Given data:
═══
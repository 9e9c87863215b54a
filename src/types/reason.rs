//! Notes explaining what happened during a round's resolution

use serde::{Deserialize, Serialize};

use crate::types::Move;

/// One of the two duelists
#[derive(Debug, Clone, Copy, PartialEq, Eq, Hash, Serialize, Deserialize)]
#[serde(rename_all = "SCREAMING_SNAKE_CASE")]
pub enum Side {
    Player,
    Ai,
}

impl Side {
    pub fn name(&self) -> &'static str {
        match self {
            Side::Player => "Player",
            Side::Ai => "AI",
        }
    }
}

/// A notable interaction during resolution, in the order it was applied
#[derive(Debug, Clone, Copy, PartialEq, Eq, Serialize, Deserialize)]
#[serde(tag = "kind", rename_all = "snake_case")]
pub enum RoundNote {
    /// Requested attack had no qi behind it and became NONE
    Misfire { side: Side, requested: Move },
    /// Requested move was replaced by a cheaper tier
    Downgraded { side: Side, from: Move, to: Move },
    /// Both sides shot and the shots cancelled
    Equalized,
    /// `side`'s shot was stopped by a guard
    Blocked { side: Side },
    /// `side`'s heavy shot went through a light guard
    BrokeGuard { side: Side },
    /// `side`'s heavy shot went through a light shot
    Overpowered { side: Side },
}

impl RoundNote {
    /// Get the code string (for logging)
    pub fn code(&self) -> &'static str {
        match self {
            Self::Misfire { .. } => "MISFIRE",
            Self::Downgraded { .. } => "DOWNGRADED",
            Self::Equalized => "EQUALIZED",
            Self::Blocked { .. } => "BLOCKED",
            Self::BrokeGuard { .. } => "BROKE_GUARD",
            Self::Overpowered { .. } => "OVERPOWERED",
        }
    }

    /// Get human-readable description
    pub fn description(&self) -> String {
        match self {
            Self::Misfire { side, requested } => {
                format!("{} misfired {} (not enough qi)", side.name(), requested.label())
            }
            Self::Downgraded { side, from, to } => {
                format!(
                    "{} could only afford {} instead of {}",
                    side.name(),
                    to.label(),
                    from.label()
                )
            }
            Self::Equalized => "shots cancelled out".to_string(),
            Self::Blocked { side } => format!("{}'s shot was blocked", side.name()),
            Self::BrokeGuard { side } => format!("{}'s double shot broke the guard", side.name()),
            Self::Overpowered { side } => {
                format!("{}'s double shot overpowered a single shot", side.name())
            }
        }
    }

    /// Tier-breaking interactions annotate the round message
    pub fn is_tier_break(&self) -> bool {
        matches!(self, Self::BrokeGuard { .. } | Self::Overpowered { .. })
    }
}

impl std::fmt::Display for RoundNote {
    fn fmt(&self, f: &mut std::fmt::Formatter<'_>) -> std::fmt::Result {
        write!(f, "{}: {}", self.code(), self.description())
    }
}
═══
Your task: Return the whole listing, keeping every word as it is.

Task output:
repository 9e9c87863215b54a
filename src/types/reason.rs
//! Notes explaining what happened during a round's resolution

use serde::{Deserialize, Serialize};

use crate::types::Move;

/// One of the two duelists
#[derive(Debug, Clone, Copy, PartialEq, Eq, Hash, Serialize, Deserialize)]
#[serde(rename_all = "SCREAMING_SNAKE_CASE")]
pub enum Side {
    Player,
    Ai,
}

impl Side {
    pub fn name(&self) -> &'static str {
        match self {
            Side::Player => "Player",
            Side::Ai => "AI",
        }
    }
}

/// A notable interaction during resolution, in the order it was applied
#[derive(Debug, Clone, Copy, PartialEq, Eq, Serialize, Deserialize)]
#[serde(tag = "kind", rename_all = "snake_case")]
pub enum RoundNote {
    /// Requested attack had no qi behind it and became NONE
    Misfire { side: Side, requested: Move },
    /// Requested move was replaced by a cheaper tier
    Downgraded { side: Side, from: Move, to: Move },
    /// Both sides shot and the shots cancelled
    Equalized,
    /// `side`'s shot was stopped by a guard
    Blocked { side: Side },
    /// `side`'s heavy shot went through a light guard
    BrokeGuard { side: Side },
    /// `side`'s heavy shot went through a light shot
    Overpowered { side: Side },
}

impl RoundNote {
    /// Get the code string (for logging)
    pub fn code(&self) -> &'static str {
        match self {
            Self::Misfire { .. } => "MISFIRE",
            Self::Downgraded { .. } => "DOWNGRADED",
            Self::Equalized => "EQUALIZED",
            Self::Blocked { .. } => "BLOCKED",
            Self::BrokeGuard { .. } => "BROKE_GUARD",
            Self::Overpowered { .. } => "OVERPOWERED",
        }
    }

    /// Get human-readable description
    pub fn description(&self) -> String {
        match self {
            Self::Misfire { side, requested } => {
                format!("{} misfired {} (not enough qi)", side.name(), requested.label())
            }
            Self::Downgraded { side, from, to } => {
                format!(
                    "{} could only afford {} instead of {}",
                    side.name(),
                    to.label(),
                    from.label()
                )
            }
            Self::Equalized => "shots cancelled out".to_string(),
            Self::Blocked { side } => format!("{}'s shot was blocked", side.name()),
            Self::BrokeGuard { side } => format!("{}'s double shot broke the guard", side.name()),
            Self::Overpowered { side } => {
                format!("{}'s double shot overpowered a single shot", side.name())
            }
        }
    }

    /// Tier-breaking interactions annotate the round message
    pub fn is_tier_break(&self) -> bool {
        matches!(self, Self::BrokeGuard { .. } | Self::Overpowered { .. })
    }
}

impl std::fmt::Display for RoundNote {
    fn fmt(&self, f: &mut std::fmt::Formatter<'_>) -> std::fmt::Result {
        write!(f, "{}: {}", self.code(), self.description())
    }
}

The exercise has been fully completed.